In a sign of détente, the EU, Canada, Japan and the U.K. agreed to exempt the U.S. from applying the 15 percent minimum tax on multinationals in a bid to avert Washington’s countermeasures.
The minimum tax was a key plank of a deal, brokered by the Organization for Economic Cooperation and Development, that was agreed by almost 140 countries in 2021 to create a more fair global tax system. The U.S. Congress has never ratified that agreement.
In exchange for the exemption, the U.S. agreed to drop a so-called revenge tax against other countries that impose allegedly “discriminatory” levies on U.S. firms.

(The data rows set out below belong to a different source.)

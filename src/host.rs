//! Stateful facade over resolution and loading.
//!
//! A [`Host`] remembers which components it has loaded. Every resolution run
//! receives that set explicitly as its satisfied components, so repeated
//! loads only instantiate what is new.

use std::collections::BTreeSet ;
use std::sync::Arc ;
use tracing::{ debug, info };

use crate::{ Candidate, ComponentFactory, Decision, Descriptor, HostError, InstantiationError, ProviderPolicy, ResolutionError, Resolver };
use crate::loader::{ Loader, Loaded, LoadResult };



/// What a [`Host::load_with`] run loaded and moved past.
#[derive( Debug )]
pub struct LoadReport<E: std::error::Error + 'static> {
    /// Newly loaded components, in load order.
    pub loaded: Vec<String>,
    /// Failures the error handler chose to move past.
    pub failures: Vec<InstantiationError<E>>,
    /// Components left unloaded after a [`Decision::Skip`].
    pub skipped: Vec<String>,
}

/// Owns a [`ComponentFactory`] and the components it has produced.
///
/// ```
/// use std::convert::Infallible ;
/// use component_order::{ Descriptor, Host };
///
/// let core = Descriptor::new( "core" ).shared();
/// let editor = Descriptor::new( "editor" ).with_deps([ "core" ]).shared();
/// let pool = [ core.clone(), editor.clone() ];
///
/// let mut host = Host::new(| descriptor: &Descriptor | Ok::<_, Infallible>( descriptor.name().to_uppercase() ));
/// host.load([ core ], pool.clone() ).unwrap();
///
/// // "core" is already loaded, so only the editor is instantiated.
/// let loaded = host.load([ editor ], pool ).unwrap();
/// assert_eq!( loaded, [ "editor" ]);
/// assert_eq!( host.handle( "core" ).map( String::as_str ), Some( "CORE" ));
/// ```
pub struct Host<F: ComponentFactory> {
    factory: F,
    policy: ProviderPolicy,
    loaded: Vec<( Arc<Descriptor>, F::Handle )>,
}

impl<F: ComponentFactory> Host<F> {

    pub fn new( factory: F ) -> Self {
        Self { factory, policy: ProviderPolicy::default(), loaded: Vec::new() }
    }

    pub fn with_provider_policy( mut self, policy: ProviderPolicy ) -> Self {
        self.policy = policy ;
        self
    }

    /// Resolves `requested` against `available` and the loaded set without
    /// instantiating anything.
    ///
    /// # Errors
    /// See [`Resolver::select`].
    pub fn plan(
        &self,
        requested: impl IntoIterator<Item = Arc<Descriptor>>,
        available: impl IntoIterator<Item = Arc<Descriptor>>,
    ) -> Result<Vec<Candidate>, ResolutionError> {
        Resolver::new( available )
            .with_satisfied( self.loaded.iter().map(|( descriptor, _ )| Arc::clone( descriptor )))
            .with_provider_policy( self.policy )
            .resolve( requested )
    }

    /// Resolves and loads `requested`, stopping at the first failure.
    ///
    /// Returns the names of the newly loaded components, in load order.
    /// Components loaded before a failure stay loaded.
    ///
    /// # Errors
    /// - [`HostError::Resolution`] if the request cannot be resolved; nothing is loaded
    /// - [`HostError::Instantiation`] if a component fails to instantiate
    pub fn load(
        &mut self,
        requested: impl IntoIterator<Item = Arc<Descriptor>>,
        available: impl IntoIterator<Item = Arc<Descriptor>>,
    ) -> Result<Vec<String>, HostError<F::Error>> {
        let order = self.plan( requested, available )?;
        let result = Loader::new( &mut self.factory ).load( &order );
        self.record( result ).map(| report | report.loaded )
    }

    /// Resolves and loads `requested`, consulting `on_error` on failures.
    ///
    /// # Errors
    /// - [`HostError::Resolution`] if the request cannot be resolved; nothing is loaded
    /// - [`HostError::Instantiation`] if `on_error` answers [`Decision::Abort`]
    pub fn load_with(
        &mut self,
        requested: impl IntoIterator<Item = Arc<Descriptor>>,
        available: impl IntoIterator<Item = Arc<Descriptor>>,
        on_error: impl FnMut( &Descriptor, &F::Error ) -> Decision,
    ) -> Result<LoadReport<F::Error>, HostError<F::Error>> {
        let order = self.plan( requested, available )?;
        let result = Loader::new( &mut self.factory ).with_error_handler( on_error ).load( &order );
        self.record( result )
    }

    fn record( &mut self, result: LoadResult<F::Handle, F::Error> ) -> Result<LoadReport<F::Error>, HostError<F::Error>> {
        match result {
            Ok( Loaded { components, failures, skipped }) => Ok( LoadReport {
                loaded: self.adopt( components ),
                failures,
                skipped: skipped.iter().map(| descriptor | descriptor.name().to_string() ).collect(),
            }),
            Err( aborted ) => {
                self.adopt( aborted.partial.components );
                Err( HostError::Instantiation( aborted.error ))
            },
        }
    }

    /// Takes ownership of freshly loaded handles, returning their names.
    fn adopt( &mut self, components: Vec<( Arc<Descriptor>, F::Handle )> ) -> Vec<String> {
        debug!( count = components.len(), "Adopting loaded components" );
        components.into_iter()
            .map(|( descriptor, handle )| {
                info!( component = descriptor.name(), "Component loaded" );
                let name = descriptor.name().to_string();
                self.loaded.push(( descriptor, handle ));
                name
            })
            .collect()
    }

    #[inline] pub fn is_loaded( &self, name: &str ) -> bool {
        self.loaded.iter().any(| ( descriptor, _ ) | descriptor.name() == name )
    }

    /// Whether some loaded component provides `feature`.
    #[inline] pub fn provides( &self, feature: &str ) -> bool {
        self.loaded.iter().any(| ( descriptor, _ ) | descriptor.provides( feature ))
    }

    pub fn handle( &self, name: &str ) -> Option<&F::Handle> {
        self.loaded.iter()
            .find(| ( descriptor, _ ) | descriptor.name() == name )
            .map(|( _, handle )| handle )
    }

    /// Loaded components in load order.
    pub fn loaded( &self ) -> impl Iterator<Item = &Arc<Descriptor>> {
        self.loaded.iter().map(|( descriptor, _ )| descriptor )
    }

    /// Every feature provided by the loaded components.
    pub fn features( &self ) -> BTreeSet<&str> {
        self.loaded.iter()
            .flat_map(|( descriptor, _ )| descriptor.features().iter().map( String::as_str ))
            .collect()
    }

    #[inline] pub fn factory( &self ) -> &F { &self.factory }

    #[inline] pub fn factory_mut( &mut self ) -> &mut F { &mut self.factory }

}

impl<F: ComponentFactory> std::fmt::Debug for Host<F> {
    fn fmt( &self, f: &mut std::fmt::Formatter<'_> ) -> std::fmt::Result {
        f.debug_struct( "Host" )
            .field( "policy", &self.policy )
            .field( "loaded", &self.loaded().map(| descriptor | descriptor.name() ).collect::<Vec<_>>() )
            .finish_non_exhaustive()
    }
}
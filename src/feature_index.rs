use std::collections::{ HashMap, HashSet };
use std::sync::Arc ;
use itertools::Itertools ;

use crate::Descriptor ;



/// Lookup from a feature to the descriptors providing it.
///
/// Built once per resolution run. Ambiguity is preserved: a feature provided
/// by several descriptors maps to all of them, in pool order. Features of the
/// satisfied set are kept apart since they never produce candidates.
#[derive( Debug, Clone, Default )]
pub struct FeatureIndex {
    providers: HashMap<String, Vec<Arc<Descriptor>>>,
    satisfied: HashMap<String, Arc<Descriptor>>,
    satisfied_names: HashSet<String>,
}

impl FeatureIndex {

    pub fn new<'a>(
        pool: impl IntoIterator<Item = &'a Arc<Descriptor>>,
        satisfied: impl IntoIterator<Item = &'a Arc<Descriptor>>,
    ) -> Self {

        let providers = pool.into_iter()
            .flat_map(| descriptor | descriptor.features().iter()
                .map( move | feature | ( feature.clone(), Arc::clone( descriptor ))))
            .into_group_map();

        let satisfied = satisfied.into_iter().collect::<Vec<_>>();
        let satisfied_names = satisfied.iter().map(| descriptor | descriptor.name().to_string()).collect();

        // First satisfied provider wins; the satisfied set only answers "is it there".
        let satisfied = satisfied.into_iter()
            .flat_map(| descriptor | descriptor.features().iter()
                .map( move | feature | ( feature.clone(), Arc::clone( descriptor ))))
            .rev()
            .collect();

        Self { providers, satisfied, satisfied_names }

    }

    /// Pool descriptors providing `feature`, in pool order.
    pub fn providers( &self, feature: &str ) -> &[Arc<Descriptor>] {
        self.providers.get( feature ).map( Vec::as_slice ).unwrap_or( &[] )
    }

    #[inline] pub fn is_satisfied( &self, feature: &str ) -> bool { self.satisfied.contains_key( feature ) }

    /// The already satisfied descriptor providing `feature`, if any.
    #[inline] pub fn satisfied_by( &self, feature: &str ) -> Option<&Arc<Descriptor>> { self.satisfied.get( feature ) }

    /// Whether a component with this name is already satisfied.
    #[inline] pub fn is_satisfied_name( &self, name: &str ) -> bool { self.satisfied_names.contains( name ) }

}
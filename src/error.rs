use std::collections::BTreeMap ;
use itertools::Itertools ;
use nonempty_collections::NEVec ;
use thiserror::Error ;



/// Errors that make a resolution run fail as a whole.
///
/// Resolution never touches host state, so after any of these the caller may
/// fix its input and resolve again without rolling anything back.
#[derive( Debug, Clone, PartialEq, Eq, Error )]
pub enum ResolutionError {

    /// Required features with no provider among the requested, available or
    /// satisfied components. Keyed by the name of the requiring component.
    #[error( "Unresolved dependencies: {}", format_missing( missing ))]
    UnresolvedDependency { missing: BTreeMap<String, Vec<String>> },

    /// Features provided by more than one selected component. The resolver
    /// does not pick a winner.
    #[error( "Duplicate feature providers: {}", format_duplicates( providers ))]
    DuplicateFeature { providers: BTreeMap<String, Vec<String>> },

    /// Dependency cycles among the selected components. Each cycle starts at
    /// its lexicographically smallest member; rotations are reported once.
    #[error( "Circular dependencies: {}", format_cycles( cycles ))]
    CircularDependency { cycles: Vec<NEVec<String>> },

}

impl ResolutionError {

    /// Missing features of one requiring component, if any were reported.
    pub fn missing_for( &self, component: &str ) -> Option<&[String]> {
        match self {
            Self::UnresolvedDependency { missing } => missing.get( component ).map( Vec::as_slice ),
            _ => None,
        }
    }

}

/// Failure of a single component during loading.
///
/// Only produced after resolution succeeded; recoverable through the
/// [`Decision`]( crate::Decision ) returned by the host's error handler.
#[derive( Debug, Error )]
#[error( "Failed to instantiate component '{component}': {source}" )]
pub struct InstantiationError<E: std::error::Error + 'static> {
    pub component: String,
    pub source: E,
}

/// Everything [`Host::load`]( crate::Host::load ) can fail with.
#[derive( Debug, Error )]
pub enum HostError<E: std::error::Error + 'static> {
    #[error( transparent )] Resolution( #[from] ResolutionError ),
    #[error( transparent )] Instantiation( #[from] InstantiationError<E> ),
}

fn format_missing( missing: &BTreeMap<String, Vec<String>> ) -> String {
    missing.iter()
        .map(|( component, features )| format!( "'{}' requires [{}]", component, features.iter().join( ", " )))
        .join( "; " )
}

fn format_duplicates( providers: &BTreeMap<String, Vec<String>> ) -> String {
    providers.iter()
        .map(|( feature, names )| format!( "'{}' provided by [{}]", feature, names.iter().join( ", " )))
        .join( "; " )
}

fn format_cycles( cycles: &[NEVec<String>] ) -> String {
    cycles.iter()
        .map(| cycle | {
            let members = Vec::from( cycle.clone());
            let first = cycle.first().clone();
            members.into_iter().chain( std::iter::once( first )).join( " -> " )
        })
        .join( "; " )
}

U.S. policymakers came under intense pressure to ease the mooted tax amid fears that it would have dented foreign investment in the country.
“I have asked the Senate and House to remove the Section 899 protective measure from consideration in the One, Big, Beautiful Bill,” Treasury Secretary Scott Bessent wrote on X Thursday.
The Trump administration had taken aim against a rule in the OECD agreement ― the so-called undertaxed profits rule ― that compels countries undershooting the 15 percent tax limit to redistribute the uncollected revenues to foreign countries.